Copy every line of the entries that has the string "tabular" in it.
Segment Start: GIVEN DATA
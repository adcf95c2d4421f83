//! Closing prices with rollback over non-trading days.

use std::sync::Arc;

use chrono::{Days, NaiveDate};
use finstat_core::{FinstatError, ProviderLayout, RemoteFetcher, Result, batches, fields};
use polars::prelude::DataFrame;
use serde::{Deserialize, Serialize};
use tracing::{debug, info, warn};

use crate::merge::concat_batches;
use crate::normalize::normalize;
use crate::pipeline::DEFAULT_BATCH_LIMIT;

/// Price lookup settings.
#[derive(Clone, Debug, PartialEq, Eq, Serialize, Deserialize)]
#[serde(default)]
pub struct PriceOptions {
    /// Calendar days to step back when a day has no quotes.
    pub max_rollback_days: u32,
    /// Maximum identifiers per quote request.
    pub batch_limit: usize,
}

impl Default for PriceOptions {
    fn default() -> Self {
        Self {
            max_rollback_days: 10,
            batch_limit: DEFAULT_BATCH_LIMIT,
        }
    }
}

/// Fetches one closing price per entity.
///
/// The requested day is tried first. While the provider answers with no quotes
/// (weekends, holidays) the lookup steps back one calendar day, at most
/// [`PriceOptions::max_rollback_days`] times.
pub struct PriceLookup {
    fetcher: Arc<dyn RemoteFetcher>,
    layout: Arc<dyn ProviderLayout>,
    options: PriceOptions,
}

impl std::fmt::Debug for PriceLookup {
    fn fmt(&self, f: &mut std::fmt::Formatter<'_>) -> std::fmt::Result {
        f.debug_struct("PriceLookup")
            .field("fetcher", &self.fetcher.name())
            .field("options", &self.options)
            .finish_non_exhaustive()
    }
}

impl PriceLookup {
    /// Create a lookup with default options.
    #[must_use]
    pub fn new(fetcher: Arc<dyn RemoteFetcher>, layout: Arc<dyn ProviderLayout>) -> Self {
        Self {
            fetcher,
            layout,
            options: PriceOptions::default(),
        }
    }

    /// Replace the lookup options.
    #[must_use]
    pub fn with_options(mut self, options: PriceOptions) -> Self {
        self.options = options;
        self
    }

    /// Returns `(code, price)` rows for the latest trading day on or before `date`.
    ///
    /// The result is empty if no day within the rollback bound has quotes.
    ///
    /// # Errors
    /// Returns an error if a request fails or the quotes lack the expected fields.
    pub async fn closing_prices(&self, codes: &[String], date: NaiveDate) -> Result<DataFrame> {
        if codes.is_empty() {
            return Ok(DataFrame::empty());
        }
        let dictionary = self.layout.quote_dictionary();

        for offset in 0..=self.options.max_rollback_days {
            let Some(day) = date.checked_sub_days(Days::new(u64::from(offset))) else {
                break;
            };

            let mut frames = Vec::new();
            for batch in batches(codes, self.options.batch_limit)? {
                let request = self.layout.daily_quotes(batch, day);
                let raw = self.fetcher.fetch(&request.endpoint, &request.params).await?;
                frames.push(normalize(&raw, &dictionary, "quote")?);
            }

            let quotes = concat_batches(frames)?;
            if quotes.height() > 0 {
                info!(%day, rows = quotes.height(), "Closing prices found");
                return Ok(quotes.select([fields::CODE, fields::PRICE])?);
            }
            debug!(%day, "No quotes, stepping back one day");
        }

        warn!(
            %date,
            max_rollback_days = self.options.max_rollback_days,
            "No quotes within rollback bound"
        );
        Ok(DataFrame::empty())
    }
}

/// Validates that a frame carries `(code, price)`.
pub(crate) fn ensure_price_frame(prices: &DataFrame) -> Result<()> {
    let absent = finstat_core::tabular::missing_columns(prices, [fields::CODE, fields::PRICE]);
    if absent.is_empty() {
        Ok(())
    } else {
        Err(FinstatError::MissingColumns {
            table: "price".to_string(),
            columns: absent,
        })
    }
}

#[cfg(test)]
mod tests {
    use super::*;
    use crate::testing::ScriptedFetcher;
    use finstat_cninfo::CnInfoLayout;
    use finstat_core::tabular::float_values;
    use polars::prelude::*;

    fn quotes() -> DataFrame {
        DataFrame::new(vec![
            Column::new("SECCODE".into(), vec!["000651", "000333"]),
            Column::new("F002N".into(), vec![45.2, 52.8]),
        ])
        .unwrap()
    }

    fn lookup(fetcher: ScriptedFetcher, max_rollback_days: u32) -> (Arc<ScriptedFetcher>, PriceLookup) {
        let fetcher = Arc::new(fetcher);
        let lookup = PriceLookup::new(fetcher.clone(), Arc::new(CnInfoLayout::default()))
            .with_options(PriceOptions {
                max_rollback_days,
                ..Default::default()
            });
        (fetcher, lookup)
    }

    fn codes() -> Vec<String> {
        vec!["000651".to_string(), "000333".to_string()]
    }

    #[tokio::test]
    async fn steps_back_to_last_trading_day() {
        // 2019-05-04 is a Saturday; Friday has quotes.
        let fetcher = ScriptedFetcher::statements(|_, _| DataFrame::empty())
            .with_quotes("2019-05-03", quotes());
        let (fetcher, lookup) = lookup(fetcher, 5);

        let date = NaiveDate::from_ymd_opt(2019, 5, 4).unwrap();
        let prices = lookup.closing_prices(&codes(), date).await.unwrap();
        assert_eq!(float_values(&prices, "price").unwrap(), vec![Some(45.2), Some(52.8)]);
        assert_eq!(fetcher.calls().len(), 2);
        ensure_price_frame(&prices).unwrap();
    }

    #[tokio::test]
    async fn exhausted_rollback_gives_empty_table() {
        let fetcher = ScriptedFetcher::statements(|_, _| DataFrame::empty())
            .with_quotes("2019-04-20", quotes());
        let (fetcher, lookup) = lookup(fetcher, 3);

        let date = NaiveDate::from_ymd_opt(2019, 5, 4).unwrap();
        let prices = lookup.closing_prices(&codes(), date).await.unwrap();
        assert_eq!(prices.height(), 0);
        assert_eq!(fetcher.calls().len(), 4);
        assert!(ensure_price_frame(&prices).is_err());
    }
}
//! Reporting period helpers.
//!
//! Statements are keyed by their period-end date. For display the date is
//! shortened to a fiscal label; chronological order is kept by sorting on the
//! date itself, never on the label.

use chrono::{Datelike, NaiveDate};

/// Fiscal position of a reporting period end.
#[derive(Clone, Copy, Debug, PartialEq, Eq, Hash)]
pub enum FiscalPeriod {
    /// Period ending March 31.
    FirstQuarter,
    /// Period ending June 30.
    HalfYear,
    /// Period ending September 30.
    ThirdQuarter,
    /// Period ending December 31.
    Annual,
}

impl FiscalPeriod {
    /// Classifies a period-end date, if it is one of the four fiscal month ends.
    #[must_use]
    pub fn from_date(date: NaiveDate) -> Option<Self> {
        match (date.month(), date.day()) {
            (3, 31) => Some(Self::FirstQuarter),
            (6, 30) => Some(Self::HalfYear),
            (9, 30) => Some(Self::ThirdQuarter),
            (12, 31) => Some(Self::Annual),
            _ => None,
        }
    }

    const fn suffix(&self) -> &'static str {
        match self {
            Self::FirstQuarter => " Q1",
            Self::HalfYear => " half-year",
            Self::ThirdQuarter => " Q3",
            Self::Annual => "",
        }
    }
}

/// Parses a period string such as `2019-09-30` or `2019-9-30`.
#[must_use]
pub fn parse_period(s: &str) -> Option<NaiveDate> {
    let s = s.trim();
    // Provider timestamps sometimes carry a time part.
    let date_part = s.split([' ', 'T']).next().unwrap_or(s);
    NaiveDate::parse_from_str(date_part, "%Y-%m-%d").ok()
}

/// Rewrites a period-end date into its short fiscal label.
///
/// `2019-03-31` becomes `2019 Q1`, `2019-06-30` becomes `2019 half-year`,
/// `2019-09-30` becomes `2019 Q3` and `2019-12-31` becomes `2019`. Any other
/// input is returned unchanged.
#[must_use]
pub fn period_label(period: &str) -> String {
    match parse_period(period).and_then(|d| FiscalPeriod::from_date(d).map(|p| (d, p))) {
        Some((date, fiscal)) => format!("{}{}", date.year(), fiscal.suffix()),
        None => period.to_string(),
    }
}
Segment End: GIVEN DATA
TASK SOLUTION:
    let absent = finstat_core::tabular::missing_columns(prices, [fields::CODE, fields::PRICE]);
    use finstat_core::tabular::float_values;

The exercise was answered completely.